__Assignment__. Whenever a line in the data contains "BTreeSet", show that line.

*** Listed entries Section Begins ***

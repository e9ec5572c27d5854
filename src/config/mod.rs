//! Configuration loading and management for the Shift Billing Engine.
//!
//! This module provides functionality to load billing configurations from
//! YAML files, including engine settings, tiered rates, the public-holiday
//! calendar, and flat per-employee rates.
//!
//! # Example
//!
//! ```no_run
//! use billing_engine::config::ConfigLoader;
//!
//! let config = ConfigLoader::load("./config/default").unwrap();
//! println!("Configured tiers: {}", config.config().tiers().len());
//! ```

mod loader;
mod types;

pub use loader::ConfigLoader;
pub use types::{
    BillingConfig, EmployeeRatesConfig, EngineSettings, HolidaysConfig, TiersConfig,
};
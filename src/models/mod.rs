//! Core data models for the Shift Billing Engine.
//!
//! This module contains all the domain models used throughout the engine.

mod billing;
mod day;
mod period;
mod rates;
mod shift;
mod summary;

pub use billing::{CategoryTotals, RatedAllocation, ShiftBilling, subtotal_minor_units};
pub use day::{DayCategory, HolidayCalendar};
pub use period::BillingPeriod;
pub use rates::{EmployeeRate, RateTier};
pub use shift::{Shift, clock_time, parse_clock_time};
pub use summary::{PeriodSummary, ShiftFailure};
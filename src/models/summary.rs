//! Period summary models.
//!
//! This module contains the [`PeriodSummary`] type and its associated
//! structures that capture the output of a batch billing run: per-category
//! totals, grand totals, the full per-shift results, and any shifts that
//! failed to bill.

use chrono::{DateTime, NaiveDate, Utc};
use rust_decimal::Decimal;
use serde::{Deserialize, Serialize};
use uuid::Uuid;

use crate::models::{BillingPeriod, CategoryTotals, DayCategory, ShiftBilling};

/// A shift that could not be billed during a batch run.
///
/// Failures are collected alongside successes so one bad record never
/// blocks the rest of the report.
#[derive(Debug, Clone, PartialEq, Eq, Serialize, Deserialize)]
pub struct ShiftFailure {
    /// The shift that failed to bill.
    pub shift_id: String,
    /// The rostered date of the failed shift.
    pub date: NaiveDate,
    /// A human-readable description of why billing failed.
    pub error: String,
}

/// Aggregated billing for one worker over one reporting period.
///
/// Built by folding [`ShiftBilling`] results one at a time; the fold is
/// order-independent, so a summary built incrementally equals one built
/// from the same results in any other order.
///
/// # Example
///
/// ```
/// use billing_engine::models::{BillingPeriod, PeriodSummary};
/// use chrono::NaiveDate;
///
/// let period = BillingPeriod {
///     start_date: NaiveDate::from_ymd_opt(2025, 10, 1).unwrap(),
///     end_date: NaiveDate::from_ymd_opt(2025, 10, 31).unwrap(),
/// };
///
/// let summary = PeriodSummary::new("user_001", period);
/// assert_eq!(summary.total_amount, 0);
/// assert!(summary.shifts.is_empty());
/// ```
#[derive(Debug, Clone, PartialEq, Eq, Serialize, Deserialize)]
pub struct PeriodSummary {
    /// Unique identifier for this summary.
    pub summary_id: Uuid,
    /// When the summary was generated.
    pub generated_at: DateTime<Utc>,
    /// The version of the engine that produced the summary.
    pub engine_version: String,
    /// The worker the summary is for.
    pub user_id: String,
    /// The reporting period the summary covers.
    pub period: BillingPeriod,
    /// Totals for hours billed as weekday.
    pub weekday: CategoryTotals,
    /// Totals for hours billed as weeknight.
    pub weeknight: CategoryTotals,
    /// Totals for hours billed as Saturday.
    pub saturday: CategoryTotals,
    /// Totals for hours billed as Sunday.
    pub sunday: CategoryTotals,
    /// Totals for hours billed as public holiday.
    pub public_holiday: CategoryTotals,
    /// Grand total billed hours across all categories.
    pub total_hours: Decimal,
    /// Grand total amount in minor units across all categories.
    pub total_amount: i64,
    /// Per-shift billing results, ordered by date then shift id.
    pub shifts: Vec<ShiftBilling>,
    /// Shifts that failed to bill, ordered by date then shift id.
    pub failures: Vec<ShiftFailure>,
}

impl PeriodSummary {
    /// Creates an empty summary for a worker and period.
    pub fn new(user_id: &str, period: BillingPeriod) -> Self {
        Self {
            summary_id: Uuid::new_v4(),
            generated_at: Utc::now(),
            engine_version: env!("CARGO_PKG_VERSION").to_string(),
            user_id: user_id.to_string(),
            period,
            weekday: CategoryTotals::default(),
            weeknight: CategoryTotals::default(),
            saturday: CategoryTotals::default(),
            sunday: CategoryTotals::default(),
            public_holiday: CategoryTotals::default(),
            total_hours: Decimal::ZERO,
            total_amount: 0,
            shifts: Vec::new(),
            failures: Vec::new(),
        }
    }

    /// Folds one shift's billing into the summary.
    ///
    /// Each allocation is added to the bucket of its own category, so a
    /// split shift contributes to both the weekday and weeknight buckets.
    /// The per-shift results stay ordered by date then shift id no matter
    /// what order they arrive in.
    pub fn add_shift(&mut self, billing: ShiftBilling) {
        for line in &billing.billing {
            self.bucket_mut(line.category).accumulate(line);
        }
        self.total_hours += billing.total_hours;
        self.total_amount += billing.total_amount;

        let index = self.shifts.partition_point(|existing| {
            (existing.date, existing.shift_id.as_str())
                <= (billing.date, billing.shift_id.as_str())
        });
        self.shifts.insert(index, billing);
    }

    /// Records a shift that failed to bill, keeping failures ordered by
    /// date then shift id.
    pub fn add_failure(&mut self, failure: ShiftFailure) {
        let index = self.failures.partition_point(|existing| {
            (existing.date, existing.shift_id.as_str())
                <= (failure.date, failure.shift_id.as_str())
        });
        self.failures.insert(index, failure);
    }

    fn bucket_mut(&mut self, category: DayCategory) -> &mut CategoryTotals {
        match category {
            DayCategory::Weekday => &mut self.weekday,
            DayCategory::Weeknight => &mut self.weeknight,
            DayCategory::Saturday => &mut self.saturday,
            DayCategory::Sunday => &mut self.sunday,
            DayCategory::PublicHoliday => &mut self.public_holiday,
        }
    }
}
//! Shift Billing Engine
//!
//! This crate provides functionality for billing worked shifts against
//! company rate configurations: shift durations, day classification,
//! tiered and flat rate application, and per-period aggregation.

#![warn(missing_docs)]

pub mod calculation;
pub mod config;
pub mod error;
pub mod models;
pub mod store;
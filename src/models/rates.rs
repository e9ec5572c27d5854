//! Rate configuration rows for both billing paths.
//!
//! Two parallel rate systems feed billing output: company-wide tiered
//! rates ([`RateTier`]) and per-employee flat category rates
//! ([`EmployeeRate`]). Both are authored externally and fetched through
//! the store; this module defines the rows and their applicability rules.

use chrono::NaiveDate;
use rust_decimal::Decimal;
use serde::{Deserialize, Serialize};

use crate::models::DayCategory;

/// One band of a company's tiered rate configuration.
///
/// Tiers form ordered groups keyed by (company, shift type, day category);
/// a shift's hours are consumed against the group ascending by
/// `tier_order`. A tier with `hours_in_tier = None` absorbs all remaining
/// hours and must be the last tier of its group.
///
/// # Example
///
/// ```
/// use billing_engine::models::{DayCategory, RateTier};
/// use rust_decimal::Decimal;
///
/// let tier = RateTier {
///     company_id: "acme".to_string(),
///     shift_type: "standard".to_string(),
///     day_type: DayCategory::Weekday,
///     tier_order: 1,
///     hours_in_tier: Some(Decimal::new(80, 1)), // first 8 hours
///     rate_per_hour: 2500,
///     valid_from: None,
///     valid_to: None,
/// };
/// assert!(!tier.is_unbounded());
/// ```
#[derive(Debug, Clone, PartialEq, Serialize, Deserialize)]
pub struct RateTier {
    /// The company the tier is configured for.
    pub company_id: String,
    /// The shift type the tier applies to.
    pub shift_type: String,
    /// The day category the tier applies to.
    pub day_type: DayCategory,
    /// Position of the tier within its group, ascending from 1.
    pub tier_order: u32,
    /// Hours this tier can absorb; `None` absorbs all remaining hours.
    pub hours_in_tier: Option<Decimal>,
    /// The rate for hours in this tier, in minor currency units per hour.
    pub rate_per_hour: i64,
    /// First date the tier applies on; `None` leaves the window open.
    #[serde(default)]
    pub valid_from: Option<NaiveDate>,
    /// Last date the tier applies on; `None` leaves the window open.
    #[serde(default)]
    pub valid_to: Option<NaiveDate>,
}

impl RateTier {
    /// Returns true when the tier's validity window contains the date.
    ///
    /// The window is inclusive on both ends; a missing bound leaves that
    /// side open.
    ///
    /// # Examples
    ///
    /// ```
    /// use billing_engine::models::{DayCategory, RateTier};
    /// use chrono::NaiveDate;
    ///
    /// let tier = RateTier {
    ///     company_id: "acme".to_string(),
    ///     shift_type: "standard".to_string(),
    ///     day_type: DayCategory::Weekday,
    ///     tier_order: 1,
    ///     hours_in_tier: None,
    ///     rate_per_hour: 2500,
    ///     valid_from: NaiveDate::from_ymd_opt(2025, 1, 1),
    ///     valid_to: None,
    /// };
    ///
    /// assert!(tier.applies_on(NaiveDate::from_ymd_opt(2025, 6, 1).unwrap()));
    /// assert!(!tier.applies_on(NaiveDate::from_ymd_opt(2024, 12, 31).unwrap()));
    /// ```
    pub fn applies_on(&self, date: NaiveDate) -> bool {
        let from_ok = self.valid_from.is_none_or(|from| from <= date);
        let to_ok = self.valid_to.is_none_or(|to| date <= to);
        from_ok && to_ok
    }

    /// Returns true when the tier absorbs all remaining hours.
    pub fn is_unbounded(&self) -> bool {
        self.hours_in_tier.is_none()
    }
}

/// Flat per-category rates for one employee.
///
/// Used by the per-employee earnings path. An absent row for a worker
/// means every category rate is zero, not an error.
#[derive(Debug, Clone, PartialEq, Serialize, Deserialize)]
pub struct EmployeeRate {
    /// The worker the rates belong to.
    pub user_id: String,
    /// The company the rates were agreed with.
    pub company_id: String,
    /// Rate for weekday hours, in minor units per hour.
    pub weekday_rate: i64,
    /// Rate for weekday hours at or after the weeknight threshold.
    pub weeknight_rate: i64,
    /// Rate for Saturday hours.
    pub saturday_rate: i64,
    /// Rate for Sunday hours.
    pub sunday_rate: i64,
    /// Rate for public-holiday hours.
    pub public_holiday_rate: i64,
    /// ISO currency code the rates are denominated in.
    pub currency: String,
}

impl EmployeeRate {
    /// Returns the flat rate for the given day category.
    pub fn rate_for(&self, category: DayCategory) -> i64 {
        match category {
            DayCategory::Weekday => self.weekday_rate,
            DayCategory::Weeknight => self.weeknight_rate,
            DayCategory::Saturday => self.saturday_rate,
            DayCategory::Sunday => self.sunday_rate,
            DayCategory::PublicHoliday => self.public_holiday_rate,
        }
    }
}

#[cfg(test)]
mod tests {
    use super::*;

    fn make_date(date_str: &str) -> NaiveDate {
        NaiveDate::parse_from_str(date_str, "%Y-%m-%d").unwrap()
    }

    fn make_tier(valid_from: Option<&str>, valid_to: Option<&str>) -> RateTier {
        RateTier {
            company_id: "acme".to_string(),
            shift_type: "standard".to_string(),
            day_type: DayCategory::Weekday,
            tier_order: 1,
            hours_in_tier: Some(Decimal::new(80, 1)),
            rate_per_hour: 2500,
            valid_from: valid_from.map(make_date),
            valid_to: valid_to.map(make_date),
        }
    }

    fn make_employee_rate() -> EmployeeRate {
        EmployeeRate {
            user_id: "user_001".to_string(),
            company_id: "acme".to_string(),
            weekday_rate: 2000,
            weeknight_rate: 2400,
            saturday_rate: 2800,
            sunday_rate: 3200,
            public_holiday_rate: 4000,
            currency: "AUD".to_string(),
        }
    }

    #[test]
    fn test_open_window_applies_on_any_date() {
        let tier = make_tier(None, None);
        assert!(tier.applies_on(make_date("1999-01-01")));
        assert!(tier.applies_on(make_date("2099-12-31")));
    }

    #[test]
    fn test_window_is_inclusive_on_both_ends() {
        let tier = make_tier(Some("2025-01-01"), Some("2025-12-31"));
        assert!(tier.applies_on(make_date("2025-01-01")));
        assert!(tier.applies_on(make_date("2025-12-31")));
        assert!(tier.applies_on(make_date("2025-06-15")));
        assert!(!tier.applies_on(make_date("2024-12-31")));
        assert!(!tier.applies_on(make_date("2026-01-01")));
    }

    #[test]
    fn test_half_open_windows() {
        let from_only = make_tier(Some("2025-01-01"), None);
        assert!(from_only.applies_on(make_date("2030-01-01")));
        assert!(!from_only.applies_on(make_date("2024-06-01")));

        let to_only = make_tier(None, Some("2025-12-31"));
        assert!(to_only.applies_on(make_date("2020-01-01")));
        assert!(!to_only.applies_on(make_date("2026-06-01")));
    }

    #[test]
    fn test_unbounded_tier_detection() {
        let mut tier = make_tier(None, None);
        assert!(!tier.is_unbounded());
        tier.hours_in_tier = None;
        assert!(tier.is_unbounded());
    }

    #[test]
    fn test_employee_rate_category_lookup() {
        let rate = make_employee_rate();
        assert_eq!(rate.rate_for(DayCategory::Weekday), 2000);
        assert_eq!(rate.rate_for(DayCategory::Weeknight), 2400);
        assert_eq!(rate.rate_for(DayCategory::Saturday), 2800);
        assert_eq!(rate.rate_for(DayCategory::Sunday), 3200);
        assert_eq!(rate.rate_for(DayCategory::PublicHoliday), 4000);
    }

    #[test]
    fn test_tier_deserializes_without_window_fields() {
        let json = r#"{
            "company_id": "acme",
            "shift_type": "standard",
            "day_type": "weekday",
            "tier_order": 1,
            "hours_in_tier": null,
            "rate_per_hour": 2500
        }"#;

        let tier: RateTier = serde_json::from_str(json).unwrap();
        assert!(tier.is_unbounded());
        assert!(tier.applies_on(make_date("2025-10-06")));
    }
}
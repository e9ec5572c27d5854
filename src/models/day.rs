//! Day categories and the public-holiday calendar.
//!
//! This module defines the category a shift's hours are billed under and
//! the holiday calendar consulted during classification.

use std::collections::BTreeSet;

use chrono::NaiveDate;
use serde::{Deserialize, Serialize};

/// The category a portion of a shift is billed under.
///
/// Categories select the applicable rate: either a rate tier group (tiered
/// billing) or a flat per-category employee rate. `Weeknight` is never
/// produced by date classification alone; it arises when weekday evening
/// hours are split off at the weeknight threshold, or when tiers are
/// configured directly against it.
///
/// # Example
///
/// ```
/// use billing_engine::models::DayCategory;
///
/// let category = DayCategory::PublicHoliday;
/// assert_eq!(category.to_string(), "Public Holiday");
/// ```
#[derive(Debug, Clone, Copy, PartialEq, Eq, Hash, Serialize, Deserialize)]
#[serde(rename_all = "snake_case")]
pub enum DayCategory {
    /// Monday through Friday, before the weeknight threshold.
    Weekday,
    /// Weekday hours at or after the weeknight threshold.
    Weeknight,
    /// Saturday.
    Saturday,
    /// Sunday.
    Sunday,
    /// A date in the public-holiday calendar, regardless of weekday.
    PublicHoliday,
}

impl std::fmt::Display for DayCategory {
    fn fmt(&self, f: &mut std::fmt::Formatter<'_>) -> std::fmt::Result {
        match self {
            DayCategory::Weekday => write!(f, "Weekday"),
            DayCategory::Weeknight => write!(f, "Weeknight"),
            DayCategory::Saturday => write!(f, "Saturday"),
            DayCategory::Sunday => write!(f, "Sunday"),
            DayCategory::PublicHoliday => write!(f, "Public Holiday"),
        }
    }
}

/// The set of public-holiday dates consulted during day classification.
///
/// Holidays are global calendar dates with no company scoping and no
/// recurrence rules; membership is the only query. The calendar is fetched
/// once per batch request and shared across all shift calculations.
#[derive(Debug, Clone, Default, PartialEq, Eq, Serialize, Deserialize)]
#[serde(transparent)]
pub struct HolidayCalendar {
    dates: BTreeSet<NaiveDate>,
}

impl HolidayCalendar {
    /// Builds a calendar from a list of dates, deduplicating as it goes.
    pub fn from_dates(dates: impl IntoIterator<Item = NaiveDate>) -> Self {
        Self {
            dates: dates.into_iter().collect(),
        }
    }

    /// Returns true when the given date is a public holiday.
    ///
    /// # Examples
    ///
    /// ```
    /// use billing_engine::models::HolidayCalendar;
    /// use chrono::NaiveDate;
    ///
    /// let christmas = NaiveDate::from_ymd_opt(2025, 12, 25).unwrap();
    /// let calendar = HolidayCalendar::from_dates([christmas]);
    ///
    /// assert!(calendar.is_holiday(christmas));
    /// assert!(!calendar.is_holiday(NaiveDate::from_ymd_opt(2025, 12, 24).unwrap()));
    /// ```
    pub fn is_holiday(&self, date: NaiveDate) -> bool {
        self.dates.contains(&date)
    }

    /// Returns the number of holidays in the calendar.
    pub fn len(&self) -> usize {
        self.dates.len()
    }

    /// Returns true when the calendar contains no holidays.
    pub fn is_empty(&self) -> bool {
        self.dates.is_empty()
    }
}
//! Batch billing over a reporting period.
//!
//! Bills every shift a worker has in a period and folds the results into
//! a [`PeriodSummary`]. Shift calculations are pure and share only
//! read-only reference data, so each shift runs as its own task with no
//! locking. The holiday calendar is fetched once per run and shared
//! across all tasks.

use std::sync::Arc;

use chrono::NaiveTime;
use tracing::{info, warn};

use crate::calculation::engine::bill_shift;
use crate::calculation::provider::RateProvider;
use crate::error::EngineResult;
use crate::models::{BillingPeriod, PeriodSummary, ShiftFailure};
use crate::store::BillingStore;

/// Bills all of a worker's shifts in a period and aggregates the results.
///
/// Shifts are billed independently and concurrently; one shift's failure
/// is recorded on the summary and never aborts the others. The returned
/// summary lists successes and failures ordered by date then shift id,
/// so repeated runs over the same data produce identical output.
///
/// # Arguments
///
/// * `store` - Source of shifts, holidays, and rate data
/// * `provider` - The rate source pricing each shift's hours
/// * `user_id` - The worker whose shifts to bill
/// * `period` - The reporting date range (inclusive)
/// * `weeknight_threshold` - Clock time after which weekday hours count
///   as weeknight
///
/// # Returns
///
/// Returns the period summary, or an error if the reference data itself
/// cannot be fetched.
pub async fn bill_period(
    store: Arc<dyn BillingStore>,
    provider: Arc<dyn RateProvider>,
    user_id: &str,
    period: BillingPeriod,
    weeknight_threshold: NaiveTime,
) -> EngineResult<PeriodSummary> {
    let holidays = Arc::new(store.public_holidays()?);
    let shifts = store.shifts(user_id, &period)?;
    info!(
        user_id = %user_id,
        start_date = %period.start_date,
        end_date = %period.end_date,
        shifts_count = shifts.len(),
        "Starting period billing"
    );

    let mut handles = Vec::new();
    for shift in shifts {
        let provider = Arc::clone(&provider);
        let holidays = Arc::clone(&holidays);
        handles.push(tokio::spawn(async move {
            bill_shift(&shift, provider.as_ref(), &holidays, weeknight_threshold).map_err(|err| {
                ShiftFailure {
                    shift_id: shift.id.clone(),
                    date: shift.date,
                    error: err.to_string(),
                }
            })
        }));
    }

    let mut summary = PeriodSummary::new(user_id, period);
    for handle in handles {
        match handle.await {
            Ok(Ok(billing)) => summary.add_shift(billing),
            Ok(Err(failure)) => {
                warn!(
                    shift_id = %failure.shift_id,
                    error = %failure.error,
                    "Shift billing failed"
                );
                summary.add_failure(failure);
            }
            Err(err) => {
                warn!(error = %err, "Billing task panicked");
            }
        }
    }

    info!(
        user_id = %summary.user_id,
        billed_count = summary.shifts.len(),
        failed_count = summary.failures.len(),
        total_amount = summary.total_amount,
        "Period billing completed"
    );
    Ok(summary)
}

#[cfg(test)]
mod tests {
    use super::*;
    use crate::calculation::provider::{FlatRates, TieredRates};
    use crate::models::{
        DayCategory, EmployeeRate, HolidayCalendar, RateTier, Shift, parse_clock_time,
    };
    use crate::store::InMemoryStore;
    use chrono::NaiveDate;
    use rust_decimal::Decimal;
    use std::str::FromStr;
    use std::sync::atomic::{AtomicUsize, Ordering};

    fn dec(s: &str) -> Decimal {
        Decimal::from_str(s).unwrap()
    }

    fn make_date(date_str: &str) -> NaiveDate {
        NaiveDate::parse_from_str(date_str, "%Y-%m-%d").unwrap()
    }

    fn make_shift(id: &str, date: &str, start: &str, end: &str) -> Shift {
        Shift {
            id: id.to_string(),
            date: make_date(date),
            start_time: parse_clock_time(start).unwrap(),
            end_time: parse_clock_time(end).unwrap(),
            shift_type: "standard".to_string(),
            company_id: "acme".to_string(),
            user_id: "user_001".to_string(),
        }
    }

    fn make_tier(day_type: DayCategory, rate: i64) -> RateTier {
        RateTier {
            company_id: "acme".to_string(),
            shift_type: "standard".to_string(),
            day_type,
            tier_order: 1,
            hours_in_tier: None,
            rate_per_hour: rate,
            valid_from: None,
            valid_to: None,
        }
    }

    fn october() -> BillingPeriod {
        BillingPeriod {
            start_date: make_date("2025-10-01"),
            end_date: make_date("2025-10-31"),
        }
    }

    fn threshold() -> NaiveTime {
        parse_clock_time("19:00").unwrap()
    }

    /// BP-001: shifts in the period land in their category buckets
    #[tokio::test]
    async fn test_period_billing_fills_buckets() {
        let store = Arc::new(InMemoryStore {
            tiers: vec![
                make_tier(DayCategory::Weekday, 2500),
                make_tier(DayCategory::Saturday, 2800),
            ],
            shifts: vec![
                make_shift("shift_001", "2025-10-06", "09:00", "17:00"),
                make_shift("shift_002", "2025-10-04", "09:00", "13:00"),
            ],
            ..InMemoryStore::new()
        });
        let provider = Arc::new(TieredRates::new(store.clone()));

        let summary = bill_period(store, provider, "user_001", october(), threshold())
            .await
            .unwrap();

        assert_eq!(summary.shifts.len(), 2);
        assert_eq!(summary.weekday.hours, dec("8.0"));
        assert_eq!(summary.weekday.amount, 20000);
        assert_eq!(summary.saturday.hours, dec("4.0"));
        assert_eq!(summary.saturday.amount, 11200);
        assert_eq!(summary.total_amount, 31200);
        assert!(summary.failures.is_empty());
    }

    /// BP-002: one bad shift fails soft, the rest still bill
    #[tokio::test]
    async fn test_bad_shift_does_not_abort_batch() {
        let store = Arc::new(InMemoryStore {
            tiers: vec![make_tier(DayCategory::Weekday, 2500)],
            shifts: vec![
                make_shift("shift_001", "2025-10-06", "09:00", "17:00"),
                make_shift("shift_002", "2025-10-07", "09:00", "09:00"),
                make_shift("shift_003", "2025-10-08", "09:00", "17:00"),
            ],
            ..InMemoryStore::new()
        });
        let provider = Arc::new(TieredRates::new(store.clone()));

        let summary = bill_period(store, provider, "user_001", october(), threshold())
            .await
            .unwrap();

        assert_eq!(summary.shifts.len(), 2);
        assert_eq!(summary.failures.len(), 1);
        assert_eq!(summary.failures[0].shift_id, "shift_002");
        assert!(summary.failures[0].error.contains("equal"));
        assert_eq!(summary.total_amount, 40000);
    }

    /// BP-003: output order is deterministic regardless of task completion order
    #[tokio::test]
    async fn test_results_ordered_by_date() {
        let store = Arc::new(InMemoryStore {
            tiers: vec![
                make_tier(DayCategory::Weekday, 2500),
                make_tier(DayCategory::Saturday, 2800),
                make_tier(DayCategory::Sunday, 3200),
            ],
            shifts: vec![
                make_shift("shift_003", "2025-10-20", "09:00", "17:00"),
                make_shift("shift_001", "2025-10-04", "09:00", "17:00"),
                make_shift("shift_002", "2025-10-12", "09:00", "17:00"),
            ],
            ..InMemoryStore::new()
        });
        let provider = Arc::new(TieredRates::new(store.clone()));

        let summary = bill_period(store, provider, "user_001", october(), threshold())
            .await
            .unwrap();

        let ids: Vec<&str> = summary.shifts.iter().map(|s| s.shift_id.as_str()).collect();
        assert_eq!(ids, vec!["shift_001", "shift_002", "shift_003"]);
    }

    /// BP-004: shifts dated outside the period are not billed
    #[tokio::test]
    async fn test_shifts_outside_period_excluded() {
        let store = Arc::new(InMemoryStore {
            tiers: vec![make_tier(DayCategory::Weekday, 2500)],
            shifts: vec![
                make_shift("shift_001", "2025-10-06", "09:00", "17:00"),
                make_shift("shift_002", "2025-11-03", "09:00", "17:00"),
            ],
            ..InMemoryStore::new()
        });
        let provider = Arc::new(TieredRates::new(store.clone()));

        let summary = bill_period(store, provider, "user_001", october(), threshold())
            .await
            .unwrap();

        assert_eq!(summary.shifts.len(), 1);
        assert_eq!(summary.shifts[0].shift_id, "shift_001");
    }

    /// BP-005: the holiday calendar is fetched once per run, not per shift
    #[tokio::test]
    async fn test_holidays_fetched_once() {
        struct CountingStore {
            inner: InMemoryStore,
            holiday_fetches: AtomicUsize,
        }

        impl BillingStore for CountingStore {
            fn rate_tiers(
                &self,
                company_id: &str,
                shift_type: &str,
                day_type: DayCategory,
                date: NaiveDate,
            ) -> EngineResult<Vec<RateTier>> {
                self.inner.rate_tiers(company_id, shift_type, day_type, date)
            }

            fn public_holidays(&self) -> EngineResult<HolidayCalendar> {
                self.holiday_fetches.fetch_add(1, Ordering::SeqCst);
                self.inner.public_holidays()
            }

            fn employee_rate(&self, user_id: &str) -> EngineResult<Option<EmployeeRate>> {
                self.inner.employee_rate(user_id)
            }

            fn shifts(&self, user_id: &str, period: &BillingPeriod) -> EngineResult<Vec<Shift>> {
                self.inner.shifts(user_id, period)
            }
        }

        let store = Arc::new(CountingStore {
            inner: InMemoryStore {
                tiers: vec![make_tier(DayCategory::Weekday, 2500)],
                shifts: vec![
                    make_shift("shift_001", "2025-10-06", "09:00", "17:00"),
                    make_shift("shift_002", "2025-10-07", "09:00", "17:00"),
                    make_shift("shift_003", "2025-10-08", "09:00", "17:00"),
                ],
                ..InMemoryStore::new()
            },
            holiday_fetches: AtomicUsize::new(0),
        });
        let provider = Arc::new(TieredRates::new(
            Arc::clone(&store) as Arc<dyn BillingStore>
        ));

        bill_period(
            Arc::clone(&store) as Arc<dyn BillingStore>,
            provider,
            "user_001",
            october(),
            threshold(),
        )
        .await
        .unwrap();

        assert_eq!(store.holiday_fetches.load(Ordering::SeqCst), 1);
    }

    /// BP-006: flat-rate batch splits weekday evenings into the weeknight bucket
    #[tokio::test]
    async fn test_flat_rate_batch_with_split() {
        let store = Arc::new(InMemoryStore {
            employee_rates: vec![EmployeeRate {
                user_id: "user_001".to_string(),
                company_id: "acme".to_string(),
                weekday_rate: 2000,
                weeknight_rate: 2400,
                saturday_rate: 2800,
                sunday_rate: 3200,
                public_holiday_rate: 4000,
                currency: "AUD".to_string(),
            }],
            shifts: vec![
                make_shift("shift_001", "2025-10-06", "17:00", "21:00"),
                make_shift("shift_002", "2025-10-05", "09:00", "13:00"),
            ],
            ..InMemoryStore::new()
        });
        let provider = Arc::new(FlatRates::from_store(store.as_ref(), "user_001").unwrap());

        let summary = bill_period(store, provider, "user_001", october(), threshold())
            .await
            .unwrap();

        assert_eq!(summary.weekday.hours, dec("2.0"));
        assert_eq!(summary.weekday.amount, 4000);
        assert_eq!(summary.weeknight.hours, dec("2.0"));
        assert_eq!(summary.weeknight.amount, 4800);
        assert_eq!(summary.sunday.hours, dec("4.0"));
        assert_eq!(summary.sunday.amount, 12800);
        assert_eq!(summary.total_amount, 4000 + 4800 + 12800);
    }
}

*** Listed entries Section Ends ***

__Result of this exercise__.
use std::collections::BTreeSet;
    dates: BTreeSet<NaiveDate>,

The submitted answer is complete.